特養に入った時から父は朝の11〜17時迄いました。
父の車で私も同行しました。

父は11〜17時迄いるのに自分の飲み物や軽食もとらず母のベッドサイドで椅子に腰を下ろしていました。

私がせめて水分位は取らないとと言ったら、ちょっとでも離れたらお母さんが亡くなった時に居れないから行けないと言って片時も離れない父。

毎日、父と私で必ずマウスケアと顔から足先と清拭をして髪を整え着替えをして体位交換クーリング等してベッドサイドにいて父が母の側から離れなかったです。

父は今の母を見て何を考えているのだろうと思いました。
母の手は拘縮があり父は手を重ねてずっと母顔を見つめていました。

看取りを始めてから1週間父の疲れは顕著に見て取れるのでちょっと休んだらと私が言った時
父は激怒して

「お前は夫婦ってものを分かってない、お母さんが可哀そうじゃないか」

と言い放っていました。

私は夫婦とはが本当に分かっていません。

でも、いずれわかる日が来ると信じたいです。
父が言う夫婦をわかりたいです。

母はごく稀に目が開く時もあり、その時は父と母は炭坑節を一緒に歌っていました。
声も出ないけれど母は小っちゃい口で頑張って歌いました。

「お母さん17時になったから帰るね。明日も来るからね、待っててね」

と言い特養を出ました。

「お母さん、大丈夫かなぁ?」

毎日帰りは父のその言葉でした。

14日目私はやはり母の専用の看護師だったのでしょう。

17時になり父に

「お父さん、今日はまだ居よう」

と言いました。

19時過ぎ父が炭坑節を歌い出しました。

そして

「香織、お母さん死んじゃった。

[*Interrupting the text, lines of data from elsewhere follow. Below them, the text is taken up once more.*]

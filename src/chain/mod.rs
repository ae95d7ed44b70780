pub mod htlc;

use anyhow::Result;
use async_trait::async_trait;
use bitcoin::secp256k1::PublicKey;
use bitcoin::{ScriptBuf, Transaction, Txid};
use tokio::sync::mpsc;

use crate::swap::SwapHash;

/// What a confirmation subscription watches.
#[derive(Debug, Clone, PartialEq, Eq)]
pub enum WatchTarget {
    /// Any transaction paying this script.
    Script { script_pubkey: ScriptBuf },
    /// One specific transaction.
    Transaction { txid: Txid },
}

/// Events from a confirmation subscription.
#[derive(Debug, Clone, PartialEq, Eq)]
pub enum ConfirmationEvent {
    /// A matching transaction entered the mempool or a block.
    Seen {
        txid: Txid,
        vout: u32,
        amount_sat: u64,
        script_pubkey: ScriptBuf,
    },
    /// The transaction reached the requested depth.
    Confirmed { txid: Txid, height: u32 },
    /// A reorg dropped the transaction back out of the chain.
    Reorged { txid: Txid },
}

/// Chain access.
///
/// `broadcast` is idempotent by txid: re-broadcasting a known transaction
/// succeeds and returns the same txid. A confirmation subscription replays
/// `Seen`/`Confirmed` for matching transactions that already exist when it
/// is opened (this is what makes restart resync work), and the stream ends
/// once the confirmation is final, i.e. no reorg window remains.
#[async_trait]
pub trait ChainClient: Send + Sync {
    async fn current_height(&self) -> Result<u32>;

    async fn broadcast(&self, tx: &Transaction) -> Result<Txid>;

    async fn subscribe_confirmations(
        &self,
        target: WatchTarget,
        min_depth: u32,
    ) -> Result<mpsc::Receiver<ConfirmationEvent>>;

    /// Stream of connected block heights.
    async fn subscribe_blocks(&self) -> Result<mpsc::Receiver<u32>>;

    /// Fee estimate in sat/vbyte for confirmation within `target_blocks`.
    async fn estimate_fee(&self, target_blocks: u32) -> Result<u64>;
}

/// Wallet access: keys, loop in funding and spend signatures. This is the
/// seam behind which all signing lives; the core itself never constructs a
/// signature.
///
/// `fund_htlc` is idempotent per swap hash: funding a swap whose funding
/// transaction was already built returns that same transaction, so a crash
/// between build and broadcast cannot double-fund.
#[async_trait]
pub trait FundingWallet: Send + Sync {
    async fn fresh_pubkey(&self) -> Result<PublicKey>;

    /// Script to pay a refund to.
    async fn fresh_refund_script(&self) -> Result<ScriptBuf>;

    async fn fund_htlc(
        &self,
        swap_hash: SwapHash,
        script_pubkey: &ScriptBuf,
        amount_sat: u64,
        sat_per_vbyte: u64,
    ) -> Result<Transaction>;

    /// ECDSA signature (DER, sighash byte appended) for input 0 of `tx`
    /// spending an htlc output of `input_value_sat` under `witness_script`
    /// with the wallet key `key`.
    async fn sign_spend(
        &self,
        tx: &Transaction,
        input_value_sat: u64,
        witness_script: &ScriptBuf,
        key: PublicKey,
    ) -> Result<Vec<u8>>;
}
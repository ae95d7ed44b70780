use bitcoin::secp256k1::{Secp256k1, SecretKey};
use lightning_invoice::{Currency, InvoiceBuilder, PaymentSecret};

use ln_chain_swap::swap::SwapHash;

/// Sign regtest invoices with a fixed node key; only the payment hash and
/// amount matter to the client under test.
pub fn build_invoice(payment_hash: SwapHash, amount_sat: u64) -> String {
    let secp = Secp256k1::new();
    let node_key = SecretKey::from_slice(&[41u8; 32]).expect("static key");

    InvoiceBuilder::new(Currency::Regtest)
        .description("swap".into())
        .payment_hash(payment_hash.0)
        .payment_secret(PaymentSecret([42u8; 32]))
        .amount_milli_satoshis(amount_sat * 1000)
        .current_timestamp()
        .min_final_cltv_expiry_delta(80)
        .build_signed(|hash| secp.sign_ecdsa_recoverable(hash, &node_key))
        .expect("build invoice")
        .to_string()
}
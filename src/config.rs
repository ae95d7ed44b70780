use bitcoin::Network;
use serde::Deserialize;

use crate::server::ProtocolVersion;

/// Client configuration. Every field has a default matching the behaviour of
/// the deployed protocol; deserialise a partial config over it to override.
#[derive(Debug, Clone, Deserialize)]
#[serde(default)]
pub struct Config {
    pub network: Network,

    /// Capability set advertised to the swap server.
    pub protocol_version: ProtocolVersion,

    /// Expansion factor applied to the quoted miner fee to form the on-chain
    /// fee ceiling, absorbing mempool volatility between quote and sweep.
    pub miner_fee_multiplier: u64,

    /// Base of the route-independent routing fee ceiling, in satoshis.
    pub routing_fee_base_sat: u64,

    /// Proportional part of the routing fee ceiling, in parts per million.
    pub routing_fee_ppm: u64,

    /// Blocks before `cltv_expiry` at which a loop in refund is initiated.
    pub refund_safety_margin: u32,

    /// Minimum distance between the current height and a new contract's
    /// `cltv_expiry`.
    pub cltv_safety_margin: u32,

    /// Confirmation depth at which an htlc counts as confirmed.
    pub htlc_conf_target: u32,

    /// Default fee-estimate target for loop out sweeps.
    pub sweep_conf_target: u32,

    /// Wall-clock window within which the htlc must appear on-chain.
    pub publication_deadline_secs: u64,

    /// Per-attempt timeout for off-chain payments.
    pub payment_timeout_secs: u64,

    /// Global bound on concurrently active swaps.
    pub max_active_swaps: usize,

    /// Per-peer bound on concurrently active loop in swaps, keyed by the
    /// declared last hop.
    pub max_loop_in_per_peer: usize,

    /// Terminal swaps older than this are eligible for garbage collection.
    pub terminal_retention_secs: u64,
}

impl Default for Config {
    fn default() -> Self {
        Self {
            network: Network::Bitcoin,
            protocol_version: ProtocolVersion::NativeSegwitIn,
            miner_fee_multiplier: 100,
            routing_fee_base_sat: 10,
            routing_fee_ppm: 20_000,
            refund_safety_margin: 6,
            cltv_safety_margin: 20,
            htlc_conf_target: 3,
            sweep_conf_target: 6,
            publication_deadline_secs: 30 * 60,
            payment_timeout_secs: 60,
            max_active_swaps: 32,
            max_loop_in_per_peer: 2,
            terminal_retention_secs: 30 * 24 * 60 * 60,
        }
    }
}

」


母は父が歌う炭坑節を聴きながらその腕で亡くなりました・・・

私はもうただの娘であり看護師ではなく死を受け取る事が出来ず
子供の様に泣いていました。

父が母を肩に寄り添う様にずっと抱きしめていました。


看取りは辛いだけでは無いと思いました。
最愛の人の死を受け入れる準備の時間、最期まで愛する人と一緒にいたい。

どんな姿になってもいたいそれだけなのです。

亡くなった母を抱き寄せ父がただ
何も言わず母の顔を見つめる。

父と母には心に切っても切っても切れない糸があり亡くなっても夫婦と言う絆あるとそう思いました。

葬儀は桐ヶ谷で行われました。
出棺の時父は何の前触れもなく父と母がいつも歌っていた炭坑節をずっと歌っていました。

親戚は父の気が触れたのかと思った様でした。

父と私には深くそして胸に突き刺さる思い出の歌になりました。

桐ヶ谷の葬儀場で出棺時大きな声で炭坑節を歌った人はいないと言われました。

私は父から母への鎮魂歌と思いました。

きっと祭壇の前で母と話しているのでしょう。

だれも居ないところでぼろぼろと泣く父。
アパートで泣く私。
やはり親子であり血は争えないのですね。

葬式がひと段落した時に娘が

「家族揃ったのって久しぶりだねババがそうさせてくれたんだんだね」

代償は大きかったけどそれ以上の実りがあり家族の一人一人をわかった気がします。

私の病気の発症が10年後だったら
車椅子でしょうとドクターに言われました。

母も10年後発症したら父との幸せを感じる死を遂げらげなかったと思います。

父の為に母は頑張り続けていたのでしょう。

苦しかったね、精一杯生きてくれてお母さんありがとう。



そうそう、孫の結婚が決まりまし
たよ。

お母さんが買ってくれた青紫の着物で成人式 大学の卒業式は緑の訪問着。

今日の両家の顔合わでは訪問着を着ます。

お母さんに瑠衣の晴れ姿を見せたかった。

両家の顔合わせの写真にお母さん
もいて欲しかった。
そしてお父さんの隣は私ではなくお母さんでしょ。

お父さんもだいぶ身体が小さくなりました。
お母さんも生きていたら同じくらい小さくなっているでしょう。

お父さんもお母さんと一緒に出たかったと思っているはず。

夫婦ってお父さんとお母さんみたいな存在なんだと思う。